Record set:
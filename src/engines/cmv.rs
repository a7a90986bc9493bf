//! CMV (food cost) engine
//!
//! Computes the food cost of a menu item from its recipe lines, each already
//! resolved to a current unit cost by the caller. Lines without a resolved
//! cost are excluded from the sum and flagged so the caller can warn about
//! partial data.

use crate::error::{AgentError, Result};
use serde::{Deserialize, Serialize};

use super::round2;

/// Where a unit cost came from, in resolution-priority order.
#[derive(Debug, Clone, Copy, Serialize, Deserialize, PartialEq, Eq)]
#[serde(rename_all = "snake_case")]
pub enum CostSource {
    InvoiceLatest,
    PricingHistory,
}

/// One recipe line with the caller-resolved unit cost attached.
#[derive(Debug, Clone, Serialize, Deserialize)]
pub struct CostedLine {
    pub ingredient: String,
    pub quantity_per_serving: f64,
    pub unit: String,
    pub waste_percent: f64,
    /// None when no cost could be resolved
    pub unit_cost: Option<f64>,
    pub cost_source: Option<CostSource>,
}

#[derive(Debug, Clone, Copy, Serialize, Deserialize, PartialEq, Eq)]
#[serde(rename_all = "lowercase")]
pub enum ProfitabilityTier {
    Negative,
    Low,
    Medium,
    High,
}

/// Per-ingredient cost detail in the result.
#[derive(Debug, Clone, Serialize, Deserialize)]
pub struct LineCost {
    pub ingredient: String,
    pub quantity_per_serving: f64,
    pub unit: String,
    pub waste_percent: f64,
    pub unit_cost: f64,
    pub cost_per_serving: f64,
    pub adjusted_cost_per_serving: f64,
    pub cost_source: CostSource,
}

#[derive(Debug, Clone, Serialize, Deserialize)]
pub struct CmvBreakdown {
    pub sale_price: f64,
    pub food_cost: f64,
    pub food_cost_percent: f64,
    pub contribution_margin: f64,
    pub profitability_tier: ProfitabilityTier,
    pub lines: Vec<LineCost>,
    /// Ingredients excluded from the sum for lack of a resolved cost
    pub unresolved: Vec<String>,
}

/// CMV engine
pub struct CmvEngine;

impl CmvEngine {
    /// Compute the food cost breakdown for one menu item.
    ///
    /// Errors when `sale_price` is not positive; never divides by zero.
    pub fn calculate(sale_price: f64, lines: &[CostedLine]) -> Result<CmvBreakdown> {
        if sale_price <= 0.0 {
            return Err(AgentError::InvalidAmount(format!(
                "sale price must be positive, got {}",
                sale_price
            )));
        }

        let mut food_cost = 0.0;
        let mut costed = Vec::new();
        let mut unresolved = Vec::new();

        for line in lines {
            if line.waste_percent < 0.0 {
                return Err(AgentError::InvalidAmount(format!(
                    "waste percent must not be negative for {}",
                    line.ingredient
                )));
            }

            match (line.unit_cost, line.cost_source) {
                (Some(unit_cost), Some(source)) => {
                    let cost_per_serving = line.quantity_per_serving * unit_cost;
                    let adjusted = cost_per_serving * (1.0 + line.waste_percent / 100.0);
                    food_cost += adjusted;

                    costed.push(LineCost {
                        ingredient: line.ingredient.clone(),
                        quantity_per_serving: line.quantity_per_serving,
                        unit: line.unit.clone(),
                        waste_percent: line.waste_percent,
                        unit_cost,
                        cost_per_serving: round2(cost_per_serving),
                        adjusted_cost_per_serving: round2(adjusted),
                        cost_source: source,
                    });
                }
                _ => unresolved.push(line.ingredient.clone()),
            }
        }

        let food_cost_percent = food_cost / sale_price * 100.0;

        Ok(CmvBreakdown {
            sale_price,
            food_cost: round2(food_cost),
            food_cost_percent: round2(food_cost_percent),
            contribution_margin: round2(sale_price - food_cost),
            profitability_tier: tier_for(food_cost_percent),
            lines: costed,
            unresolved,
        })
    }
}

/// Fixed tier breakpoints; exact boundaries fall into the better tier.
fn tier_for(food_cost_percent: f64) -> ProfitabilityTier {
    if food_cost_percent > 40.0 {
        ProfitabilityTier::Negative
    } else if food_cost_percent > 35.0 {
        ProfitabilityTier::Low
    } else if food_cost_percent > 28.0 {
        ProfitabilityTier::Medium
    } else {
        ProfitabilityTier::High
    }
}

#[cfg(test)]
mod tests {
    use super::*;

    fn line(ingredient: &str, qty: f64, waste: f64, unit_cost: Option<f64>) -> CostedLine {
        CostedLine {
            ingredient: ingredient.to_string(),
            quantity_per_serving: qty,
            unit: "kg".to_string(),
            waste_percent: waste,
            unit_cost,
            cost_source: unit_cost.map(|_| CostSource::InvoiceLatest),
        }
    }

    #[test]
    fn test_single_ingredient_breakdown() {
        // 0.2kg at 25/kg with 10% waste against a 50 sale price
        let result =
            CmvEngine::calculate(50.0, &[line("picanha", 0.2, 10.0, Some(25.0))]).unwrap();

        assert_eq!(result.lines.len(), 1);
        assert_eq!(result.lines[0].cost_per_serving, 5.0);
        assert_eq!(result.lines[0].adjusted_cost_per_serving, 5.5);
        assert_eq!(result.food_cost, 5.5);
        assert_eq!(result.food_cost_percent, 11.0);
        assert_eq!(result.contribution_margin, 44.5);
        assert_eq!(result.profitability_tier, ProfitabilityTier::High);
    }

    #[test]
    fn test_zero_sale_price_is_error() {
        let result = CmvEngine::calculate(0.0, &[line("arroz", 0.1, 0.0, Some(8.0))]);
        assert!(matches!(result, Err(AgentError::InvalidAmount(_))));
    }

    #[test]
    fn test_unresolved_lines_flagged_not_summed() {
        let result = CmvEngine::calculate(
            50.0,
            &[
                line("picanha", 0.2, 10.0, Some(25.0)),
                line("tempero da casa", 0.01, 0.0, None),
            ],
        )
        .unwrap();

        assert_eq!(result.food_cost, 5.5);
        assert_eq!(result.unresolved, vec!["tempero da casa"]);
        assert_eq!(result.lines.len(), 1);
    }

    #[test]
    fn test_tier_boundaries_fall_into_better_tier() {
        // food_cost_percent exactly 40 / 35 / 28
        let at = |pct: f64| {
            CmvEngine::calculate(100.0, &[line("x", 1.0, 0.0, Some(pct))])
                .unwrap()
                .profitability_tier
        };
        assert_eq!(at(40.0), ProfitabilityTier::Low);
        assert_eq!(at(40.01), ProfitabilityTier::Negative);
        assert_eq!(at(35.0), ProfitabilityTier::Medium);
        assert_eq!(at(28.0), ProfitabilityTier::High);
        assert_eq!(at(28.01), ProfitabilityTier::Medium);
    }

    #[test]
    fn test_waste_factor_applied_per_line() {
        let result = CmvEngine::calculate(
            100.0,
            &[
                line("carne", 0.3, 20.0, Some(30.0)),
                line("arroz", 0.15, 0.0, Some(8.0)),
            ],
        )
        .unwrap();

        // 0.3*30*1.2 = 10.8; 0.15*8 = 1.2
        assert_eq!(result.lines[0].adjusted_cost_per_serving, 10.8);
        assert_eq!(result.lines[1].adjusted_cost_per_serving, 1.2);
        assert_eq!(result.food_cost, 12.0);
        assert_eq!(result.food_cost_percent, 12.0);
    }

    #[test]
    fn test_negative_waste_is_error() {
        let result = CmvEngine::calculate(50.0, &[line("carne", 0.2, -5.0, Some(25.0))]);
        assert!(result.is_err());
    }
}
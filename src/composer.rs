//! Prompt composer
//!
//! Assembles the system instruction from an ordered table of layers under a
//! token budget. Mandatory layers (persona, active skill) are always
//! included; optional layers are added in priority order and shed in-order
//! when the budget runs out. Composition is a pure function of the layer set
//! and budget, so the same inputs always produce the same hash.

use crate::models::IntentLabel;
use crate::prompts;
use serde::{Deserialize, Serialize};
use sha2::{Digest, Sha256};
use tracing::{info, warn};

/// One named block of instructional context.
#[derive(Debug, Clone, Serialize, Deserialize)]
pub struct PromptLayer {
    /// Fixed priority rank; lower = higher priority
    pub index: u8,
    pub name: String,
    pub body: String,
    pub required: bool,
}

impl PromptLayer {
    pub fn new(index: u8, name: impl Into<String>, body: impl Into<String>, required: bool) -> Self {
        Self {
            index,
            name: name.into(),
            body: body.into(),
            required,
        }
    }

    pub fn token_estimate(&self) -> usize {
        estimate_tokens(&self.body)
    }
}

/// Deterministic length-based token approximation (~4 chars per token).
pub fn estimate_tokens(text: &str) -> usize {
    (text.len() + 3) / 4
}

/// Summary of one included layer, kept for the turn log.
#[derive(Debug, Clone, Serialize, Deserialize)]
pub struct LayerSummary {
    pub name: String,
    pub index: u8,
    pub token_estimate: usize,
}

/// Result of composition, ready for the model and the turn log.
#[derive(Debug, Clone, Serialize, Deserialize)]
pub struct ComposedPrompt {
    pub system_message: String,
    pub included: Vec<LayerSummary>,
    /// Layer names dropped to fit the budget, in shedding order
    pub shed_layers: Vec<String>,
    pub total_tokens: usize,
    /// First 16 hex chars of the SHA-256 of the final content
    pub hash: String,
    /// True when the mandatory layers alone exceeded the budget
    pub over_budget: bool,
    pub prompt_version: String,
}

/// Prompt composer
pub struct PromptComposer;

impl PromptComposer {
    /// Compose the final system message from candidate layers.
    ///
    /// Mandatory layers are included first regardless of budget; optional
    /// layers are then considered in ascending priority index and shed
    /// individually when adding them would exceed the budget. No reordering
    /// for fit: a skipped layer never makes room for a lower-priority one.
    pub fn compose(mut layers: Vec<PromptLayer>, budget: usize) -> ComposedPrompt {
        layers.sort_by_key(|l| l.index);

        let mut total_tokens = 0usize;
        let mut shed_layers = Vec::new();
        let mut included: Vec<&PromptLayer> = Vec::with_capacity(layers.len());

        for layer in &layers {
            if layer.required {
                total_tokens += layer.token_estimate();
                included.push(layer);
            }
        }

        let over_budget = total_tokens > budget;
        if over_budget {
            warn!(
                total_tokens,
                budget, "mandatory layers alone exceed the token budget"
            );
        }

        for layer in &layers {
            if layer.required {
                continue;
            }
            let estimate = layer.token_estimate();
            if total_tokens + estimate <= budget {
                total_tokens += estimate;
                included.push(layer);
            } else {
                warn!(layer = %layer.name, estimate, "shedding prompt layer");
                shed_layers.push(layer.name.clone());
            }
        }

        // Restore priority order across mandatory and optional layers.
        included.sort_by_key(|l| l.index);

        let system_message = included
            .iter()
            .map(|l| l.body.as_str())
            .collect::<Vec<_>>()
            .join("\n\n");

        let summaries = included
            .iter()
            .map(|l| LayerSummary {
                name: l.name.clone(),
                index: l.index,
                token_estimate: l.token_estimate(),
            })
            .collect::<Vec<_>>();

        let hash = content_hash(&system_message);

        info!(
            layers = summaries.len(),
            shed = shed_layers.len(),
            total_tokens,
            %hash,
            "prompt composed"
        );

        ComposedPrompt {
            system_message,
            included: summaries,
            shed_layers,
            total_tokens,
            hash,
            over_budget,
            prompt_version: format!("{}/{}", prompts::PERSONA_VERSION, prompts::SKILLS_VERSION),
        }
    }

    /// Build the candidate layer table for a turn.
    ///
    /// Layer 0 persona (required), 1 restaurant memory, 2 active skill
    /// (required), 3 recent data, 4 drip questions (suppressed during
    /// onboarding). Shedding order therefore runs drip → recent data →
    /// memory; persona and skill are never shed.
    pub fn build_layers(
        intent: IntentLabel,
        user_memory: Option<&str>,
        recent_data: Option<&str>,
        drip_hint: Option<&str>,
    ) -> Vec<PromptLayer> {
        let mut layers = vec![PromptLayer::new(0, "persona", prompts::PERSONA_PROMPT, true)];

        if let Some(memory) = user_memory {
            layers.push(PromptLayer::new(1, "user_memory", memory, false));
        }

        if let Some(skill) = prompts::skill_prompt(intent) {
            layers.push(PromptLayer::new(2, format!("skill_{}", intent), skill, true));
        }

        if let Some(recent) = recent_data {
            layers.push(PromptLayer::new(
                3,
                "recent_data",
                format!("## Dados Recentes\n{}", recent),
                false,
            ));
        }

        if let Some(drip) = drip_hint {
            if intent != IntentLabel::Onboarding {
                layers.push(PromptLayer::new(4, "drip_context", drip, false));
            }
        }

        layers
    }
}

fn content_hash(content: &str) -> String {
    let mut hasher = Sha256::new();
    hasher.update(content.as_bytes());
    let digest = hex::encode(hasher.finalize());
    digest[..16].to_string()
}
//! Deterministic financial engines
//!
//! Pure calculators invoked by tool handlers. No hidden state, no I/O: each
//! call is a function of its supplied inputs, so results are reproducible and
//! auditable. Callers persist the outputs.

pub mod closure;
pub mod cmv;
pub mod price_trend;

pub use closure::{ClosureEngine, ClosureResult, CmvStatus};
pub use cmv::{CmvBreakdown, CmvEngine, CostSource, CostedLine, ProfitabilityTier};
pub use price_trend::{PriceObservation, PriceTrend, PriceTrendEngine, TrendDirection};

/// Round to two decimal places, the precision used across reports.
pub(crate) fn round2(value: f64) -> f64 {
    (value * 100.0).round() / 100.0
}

Work task: Please transcribe exactly the lines above from the line that has "50 sale price" up to and including the line that has "0.1, 0.0, Some(8.0))]);"; no other line belongs in the answer.

Output below:
        // 0.2kg at 25/kg with 10% waste against a 50 sale price
        let result =
            CmvEngine::calculate(50.0, &[line("picanha", 0.2, 10.0, Some(25.0))]).unwrap();

        assert_eq!(result.lines.len(), 1);
        assert_eq!(result.lines[0].cost_per_serving, 5.0);
        assert_eq!(result.lines[0].adjusted_cost_per_serving, 5.5);
        assert_eq!(result.food_cost, 5.5);
        assert_eq!(result.food_cost_percent, 11.0);
        assert_eq!(result.contribution_margin, 44.5);
        assert_eq!(result.profitability_tier, ProfitabilityTier::High);
    }

    #[test]
    fn test_zero_sale_price_is_error() {
        let result = CmvEngine::calculate(0.0, &[line("arroz", 0.1, 0.0, Some(8.0))]);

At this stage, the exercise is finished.